Roman mosaics frequently depicted religious figures, theatrical scenes, mythological stories, geometric labyrinth patterns, and other decorative designs.

===Portraits===
Imagery of famous individuals or entertaining scenes are common on Roman mosaics. The Alexander Mosaic from the House of the Faun, Pompeii depicts the Battle of Issus between Alexander the Great and Darius III. In addition to famous people from antiquity, mosaics can depict aspects of daily life. The Gladiator Mosaic from Rome depicts a fighting scene, naming each gladiator involved. A gladiatorial scene is also known from Leptis Magna.

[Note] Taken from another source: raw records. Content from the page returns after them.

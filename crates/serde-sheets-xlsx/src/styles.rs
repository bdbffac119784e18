//! XLSX styles (styles.xml) writer

use std::collections::HashMap;

use serde_sheets_core::style::{
    Alignment, BorderEdge, BorderLineStyle, BorderStyle, Color, FillStyle, FontStyle,
    FontVerticalAlign, NumberFormat, PatternType, Protection, Style, Underline,
};
use serde_sheets_core::Workbook;

/// First id available for custom number formats
const FIRST_CUSTOM_NUM_FMT_ID: u32 = 164;

#[derive(Debug)]
pub(crate) struct XlsxStyleTable {
    /// Global, deduplicated styles. Index corresponds to the cellXfs index (xfId).
    styles: Vec<Style>,
    /// Per-worksheet mapping: local worksheet style index -> global xfId.
    sheet_maps: Vec<HashMap<u32, u32>>,
}

#[derive(Debug, Clone, Copy)]
struct ResolvedXfIds {
    font_id: u32,
    fill_id: u32,
    border_id: u32,
    num_fmt_id: u32,
}

impl XlsxStyleTable {
    pub(crate) fn build(workbook: &Workbook) -> Self {
        let mut styles: Vec<Style> = Vec::new();
        let mut style_to_xf: HashMap<Style, u32> = HashMap::new();

        // Index 0 is always default style
        let default = Style::default();
        styles.push(default.clone());
        style_to_xf.insert(default, 0);

        let mut sheet_maps: Vec<HashMap<u32, u32>> = Vec::with_capacity(workbook.sheet_count());

        for sheet in workbook.worksheets() {
            let mut map: HashMap<u32, u32> = HashMap::new();
            map.insert(0, 0);

            for (_row, _col, cell) in sheet.iter_cells() {
                let local_idx = cell.style_index;
                if map.contains_key(&local_idx) {
                    continue;
                }

                let style = sheet.style_by_index(local_idx).cloned().unwrap_or_default();

                let xf_id = match style_to_xf.get(&style) {
                    Some(&id) => id,
                    None => {
                        let id = styles.len() as u32;
                        styles.push(style.clone());
                        style_to_xf.insert(style, id);
                        id
                    }
                };

                map.insert(local_idx, xf_id);
            }

            sheet_maps.push(map);
        }

        Self { styles, sheet_maps }
    }

    pub(crate) fn xf_id_for(&self, sheet_index: usize, local_style_index: u32) -> u32 {
        self.sheet_maps
            .get(sheet_index)
            .and_then(|m| m.get(&local_style_index).copied())
            .unwrap_or(0)
    }

    #[cfg(test)]
    pub(crate) fn len(&self) -> usize {
        self.styles.len()
    }

    pub(crate) fn to_styles_xml(&self) -> String {
        let mut font_ids: HashMap<FontStyle, u32> = HashMap::new();
        let mut fonts: Vec<FontStyle> = Vec::new();

        let default_font = FontStyle::default();
        fonts.push(default_font.clone());
        font_ids.insert(default_font, 0);

        // The first two fills are reserved: none and gray125
        let mut fill_ids: HashMap<FillStyle, u32> = HashMap::new();
        let mut fills: Vec<FillStyle> = vec![
            FillStyle::default(),
            FillStyle::pattern(PatternType::Gray125, Color::Auto, Color::Auto),
        ];
        fill_ids.insert(FillStyle::default(), 0);

        let mut border_ids: HashMap<BorderStyle, u32> = HashMap::new();
        let mut borders: Vec<BorderStyle> = Vec::new();
        let default_border = BorderStyle::default();
        borders.push(default_border.clone());
        border_ids.insert(default_border, 0);

        let mut numfmt_ids: HashMap<String, u32> = HashMap::new();
        let mut numfmts: Vec<(u32, String)> = Vec::new();
        let mut next_numfmt_id = FIRST_CUSTOM_NUM_FMT_ID;

        let mut resolved: Vec<ResolvedXfIds> = Vec::with_capacity(self.styles.len());

        for style in &self.styles {
            let font_id = intern(&mut font_ids, &mut fonts, &style.font);

            let fill_id = if style.fill.is_none() {
                0
            } else {
                intern(&mut fill_ids, &mut fills, &style.fill)
            };

            let border_id = intern(&mut border_ids, &mut borders, &style.border);

            let num_fmt_id = match &style.number_format {
                NumberFormat::General => 0,
                NumberFormat::BuiltIn(id) => *id,
                NumberFormat::Custom(code) => match numfmt_ids.get(code) {
                    Some(&id) => id,
                    None => {
                        let id = next_numfmt_id;
                        next_numfmt_id += 1;
                        numfmt_ids.insert(code.clone(), id);
                        numfmts.push((id, code.clone()));
                        id
                    }
                },
            };

            resolved.push(ResolvedXfIds {
                font_id,
                fill_id,
                border_id,
                num_fmt_id,
            });
        }

        let mut xml = String::new();
        xml.push_str(
            r#"<?xml version="1.0" encoding="UTF-8" standalone="yes"?>
<styleSheet xmlns="http://schemas.openxmlformats.org/spreadsheetml/2006/main">"#,
        );

        if !numfmts.is_empty() {
            xml.push_str(&format!("\n  <numFmts count=\"{}\">", numfmts.len()));
            for (id, code) in &numfmts {
                xml.push_str(&format!(
                    "\n    <numFmt numFmtId=\"{}\" formatCode=\"{}\"/>",
                    id,
                    escape_xml_attr(code)
                ));
            }
            xml.push_str("\n  </numFmts>");
        }

        xml.push_str(&format!("\n  <fonts count=\"{}\">", fonts.len()));
        for font in &fonts {
            xml.push_str("\n    ");
            xml.push_str(&write_font(font));
        }
        xml.push_str("\n  </fonts>");

        xml.push_str(&format!("\n  <fills count=\"{}\">", fills.len()));
        for fill in &fills {
            xml.push_str("\n    ");
            xml.push_str(&write_fill(fill));
        }
        xml.push_str("\n  </fills>");

        xml.push_str(&format!("\n  <borders count=\"{}\">", borders.len()));
        for border in &borders {
            xml.push_str("\n    ");
            xml.push_str(&write_border(border));
        }
        xml.push_str("\n  </borders>");

        xml.push_str(
            r#"
  <cellStyleXfs count="1">
    <xf numFmtId="0" fontId="0" fillId="0" borderId="0"/>
  </cellStyleXfs>"#,
        );

        xml.push_str(&format!("\n  <cellXfs count=\"{}\">", self.styles.len()));
        for (style, ids) in self.styles.iter().zip(&resolved) {
            xml.push_str("\n    ");
            xml.push_str(&write_xf(style, *ids));
        }
        xml.push_str("\n  </cellXfs>");

        xml.push_str(
            r#"
  <cellStyles count="1">
    <cellStyle name="Normal" xfId="0" builtinId="0"/>
  </cellStyles>
  <dxfs count="0"/>
  <tableStyles count="0" defaultTableStyle="TableStyleMedium9" defaultPivotStyle="PivotStyleLight16"/>
</styleSheet>"#,
        );
        xml
    }
}

fn intern<T: Clone + Eq + std::hash::Hash>(ids: &mut HashMap<T, u32>, items: &mut Vec<T>, item: &T) -> u32 {
    if let Some(&id) = ids.get(item) {
        return id;
    }
    let id = items.len() as u32;
    items.push(item.clone());
    ids.insert(item.clone(), id);
    id
}

fn escape_xml_attr(s: &str) -> String {
    s.replace('&', "&amp;")
        .replace('<', "&lt;")
        .replace('>', "&gt;")
        .replace('"', "&quot;")
        .replace('\'', "&apos;")
}

fn color_attrs(color: &Color) -> String {
    match color {
        Color::Auto => " auto=\"1\"".to_string(),
        Color::Rgb { .. } => format!(" rgb=\"{}\"", color.to_argb_hex()),
        Color::Indexed(i) => format!(" indexed=\"{}\"", i),
    }
}

fn write_color(tag: &str, color: &Color) -> String {
    format!("<{}{}/>", tag, color_attrs(color))
}

fn write_font(font: &FontStyle) -> String {
    let mut s = String::from("<font>");
    if font.bold {
        s.push_str("<b/>");
    }
    if font.italic {
        s.push_str("<i/>");
    }
    if font.strikethrough {
        s.push_str("<strike/>");
    }
    match font.underline {
        Underline::None => {}
        Underline::Single => s.push_str("<u/>"),
        other => s.push_str(&format!("<u val=\"{}\"/>", other.as_str())),
    }
    match font.vertical_align {
        FontVerticalAlign::Baseline => {}
        FontVerticalAlign::Superscript => s.push_str("<vertAlign val=\"superscript\"/>"),
        FontVerticalAlign::Subscript => s.push_str("<vertAlign val=\"subscript\"/>"),
    }
    s.push_str(&format!("<sz val=\"{}\"/>", font.size));
    if !font.color.is_auto() {
        s.push_str(&write_color("color", &font.color));
    }
    s.push_str(&format!("<name val=\"{}\"/>", escape_xml_attr(&font.name)));
    if let Some(charset) = font.charset {
        s.push_str(&format!("<charset val=\"{}\"/>", charset));
    }
    s.push_str("</font>");
    s
}

fn write_fill(fill: &FillStyle) -> String {
    if fill.is_none() {
        return "<fill><patternFill patternType=\"none\"/></fill>".to_string();
    }
    let mut s = format!("<fill><patternFill patternType=\"{}\">", fill.pattern.as_str());
    if !fill.foreground.is_auto() {
        s.push_str(&write_color("fgColor", &fill.foreground));
    }
    if fill.pattern == PatternType::Solid {
        s.push_str("<bgColor indexed=\"64\"/>");
    } else if !fill.background.is_auto() {
        s.push_str(&write_color("bgColor", &fill.background));
    }
    s.push_str("</patternFill></fill>");
    s
}

fn write_border_edge(tag: &str, edge: &BorderEdge) -> String {
    if edge.style == BorderLineStyle::None {
        return format!("<{tag}/>");
    }
    let color = if edge.color.is_auto() {
        String::from("<color indexed=\"64\"/>")
    } else {
        write_color("color", &edge.color)
    };
    format!("<{tag} style=\"{}\">{}</{tag}>", edge.style.as_str(), color)
}

fn write_border(border: &BorderStyle) -> String {
    let mut s = String::from("<border>");
    s.push_str(&write_border_edge("left", &border.left));
    s.push_str(&write_border_edge("right", &border.right));
    s.push_str(&write_border_edge("top", &border.top));
    s.push_str(&write_border_edge("bottom", &border.bottom));
    s.push_str("<diagonal/>");
    s.push_str("</border>");
    s
}

fn write_alignment(al: &Alignment) -> String {
    if al.is_default() {
        return String::new();
    }
    let default = Alignment::default();

    let mut s = String::from("<alignment");
    if al.horizontal != default.horizontal {
        s.push_str(&format!(" horizontal=\"{}\"", al.horizontal.as_str()));
    }
    if al.vertical != default.vertical {
        s.push_str(&format!(" vertical=\"{}\"", al.vertical.as_str()));
    }
    if al.wrap_text {
        s.push_str(" wrapText=\"1\"");
    }
    if al.shrink_to_fit {
        s.push_str(" shrinkToFit=\"1\"");
    }
    if al.indent != 0 {
        s.push_str(&format!(" indent=\"{}\"", al.indent));
    }
    if al.rotation != 0 {
        s.push_str(&format!(" textRotation=\"{}\"", al.rotation));
    }
    s.push_str("/>");
    s
}

fn write_protection(p: &Protection) -> String {
    let default = Protection::default();
    if p == &default {
        return String::new();
    }
    let mut s = String::from("<protection");
    if p.locked != default.locked {
        s.push_str(&format!(" locked=\"{}\"", u8::from(p.locked)));
    }
    if p.hidden != default.hidden {
        s.push_str(&format!(" hidden=\"{}\"", u8::from(p.hidden)));
    }
    s.push_str("/>");
    s
}

fn write_xf(style: &Style, ids: ResolvedXfIds) -> String {
    let mut attrs = String::new();
    if style.quote_prefix {
        attrs.push_str(" quotePrefix=\"1\"");
    }
    if ids.num_fmt_id != 0 {
        attrs.push_str(" applyNumberFormat=\"1\"");
    }
    if style.font != FontStyle::default() {
        attrs.push_str(" applyFont=\"1\"");
    }
    if !style.fill.is_none() {
        attrs.push_str(" applyFill=\"1\"");
    }
    if !style.border.is_empty() {
        attrs.push_str(" applyBorder=\"1\"");
    }
    if !style.alignment.is_default() {
        attrs.push_str(" applyAlignment=\"1\"");
    }
    if style.protection != Protection::default() {
        attrs.push_str(" applyProtection=\"1\"");
    }

    let mut s = format!(
        "<xf numFmtId=\"{}\" fontId=\"{}\" fillId=\"{}\" borderId=\"{}\" xfId=\"0\"{}",
        ids.num_fmt_id, ids.font_id, ids.fill_id, ids.border_id, attrs
    );

    let alignment_xml = write_alignment(&style.alignment);
    let protection_xml = write_protection(&style.protection);
    if alignment_xml.is_empty() && protection_xml.is_empty() {
        s.push_str("/>");
        return s;
    }

    s.push('>');
    s.push_str(&alignment_xml);
    s.push_str(&protection_xml);
    s.push_str("</xf>");
    s
}

#[cfg(test)]
mod tests {
    use super::*;
    use serde_sheets_core::style::VerticalAlignment;

    fn styled_workbook(styles: &[Style]) -> Workbook {
        let mut wb = Workbook::new();
        let ws = wb.worksheet_mut(0).unwrap();
        for (i, style) in styles.iter().enumerate() {
            ws.set_cell_value_at(i as u32, 0, "x").unwrap();
            ws.set_cell_style_at(i as u32, 0, style).unwrap();
        }
        wb
    }

    #[test]
    fn test_default_only() {
        let table = XlsxStyleTable::build(&Workbook::new());
        assert_eq!(table.len(), 1);
        let xml = table.to_styles_xml();
        assert!(xml.contains("<fills count=\"2\">"));
        assert!(xml.contains("patternType=\"gray125\""));
        assert!(xml.contains("<cellXfs count=\"1\">"));
        assert!(!xml.contains("<numFmts"));
    }

    #[test]
    fn test_custom_number_formats_start_at_164() {
        let wb = styled_workbook(&[
            Style::new().number_format("yyyy-mm-dd"),
            Style::new().number_format("#,##0.000"),
            Style::new().number_format("0.00"),
        ]);
        let table = XlsxStyleTable::build(&wb);
        assert_eq!(table.len(), 4);

        let xml = table.to_styles_xml();
        assert!(xml.contains("<numFmt numFmtId=\"164\" formatCode=\"yyyy-mm-dd\"/>"));
        assert!(xml.contains("<numFmt numFmtId=\"165\" formatCode=\"#,##0.000\"/>"));
        // "0.00" is built-in id 2
        assert!(xml.contains("<xf numFmtId=\"2\""));
    }

    #[test]
    fn test_fill_border_alignment_protection() {
        let mut style = Style::new().fill_color(Color::rgb(0xFF, 0xCC, 0x00));
        style.alignment.vertical = VerticalAlignment::Center;
        style.border = BorderStyle::all(BorderLineStyle::Thin, Color::BLACK);
        style.protection = Protection::unlocked();
        style.quote_prefix = true;

        let table = XlsxStyleTable::build(&styled_workbook(&[style]));
        let xml = table.to_styles_xml();

        assert!(xml.contains("<fgColor rgb=\"FFFFCC00\"/>"));
        assert!(xml.contains("<left style=\"thin\"><color rgb=\"FF000000\"/></left>"));
        assert!(xml.contains("<alignment vertical=\"center\"/>"));
        assert!(xml.contains("<protection locked=\"0\"/>"));
        assert!(xml.contains("quotePrefix=\"1\""));
        assert!(xml.contains("fillId=\"2\""));
    }

    #[test]
    fn test_xf_ids_are_shared_across_sheets() {
        let mut wb = styled_workbook(&[Style::new().bold(true)]);
        let idx = wb.add_worksheet().unwrap();
        let ws = wb.worksheet_mut(idx).unwrap();
        ws.set_cell_value_at(0, 0, 1.0).unwrap();
        ws.set_cell_style_at(0, 0, &Style::new().bold(true)).unwrap();

        let table = XlsxStyleTable::build(&wb);
        assert_eq!(table.len(), 2);
        assert_eq!(table.xf_id_for(0, 1), 1);
        assert_eq!(table.xf_id_for(1, 1), 1);
        assert_eq!(table.xf_id_for(1, 0), 0);
    }
}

Roman portrait mosaics, as well as Roman portraits in general, often depicted men and women with similar physical features or attire. This practice became especially commonplace during the Imperial Period and dates back to as early as 18 BC. There is evidence for this in a series of Denarii (Roman silver coins), which portray the goddess Virtus with recognizable Augustan features.

=== Geometric Mosaics ===
One common type of Roman mosaics are geometric mosaics, which there is evidence for all across the Roman Empire. Geometric mosaics are often made up of intricate patterns in the style of mazes or labyrinths. There are 57 known floor mosaics in the style of labyrinths, and the majority of them are found in private homes or bathhouses. All 57 were catalogued in 1977 by German archaeologist, Wiktor Daszewski. Scholar Rebecca Molholt discusses the reasoning behind why so many of the known maze mosaics were found in bathhouses. Maze mosaics were believed to have apotropaic powers and this is reflected in many mosaics which incorporate scenes of mythical creatures or stories. Furthermore, labyrinth mosaics were considered to be bearers of good luck for those who could successfully make their way through the maze. On their way to bathe, athletes likely would walk through these mazes on their way to bathe in preparation for competition. The experience of walking along the labyrinth pattern would have likely heightened the senses, as the participants would be acutely aware of their feet along the mosaic on the floor.

===Religion===
One of the earliest examples of Early Christian art in mosaic is the early 4th-century floor mosaic from a villa at Hinton St Mary, Dorset, England, which shows Christ with a Chi-Rho behind his head. The mosaic is now in the British Museum. Orpheus mosaics, which often include many animals drawn by the god's playing, are very common; he was also used in Early Christian art as a symbol for Christ. Scenes of Dionysus are another common subject.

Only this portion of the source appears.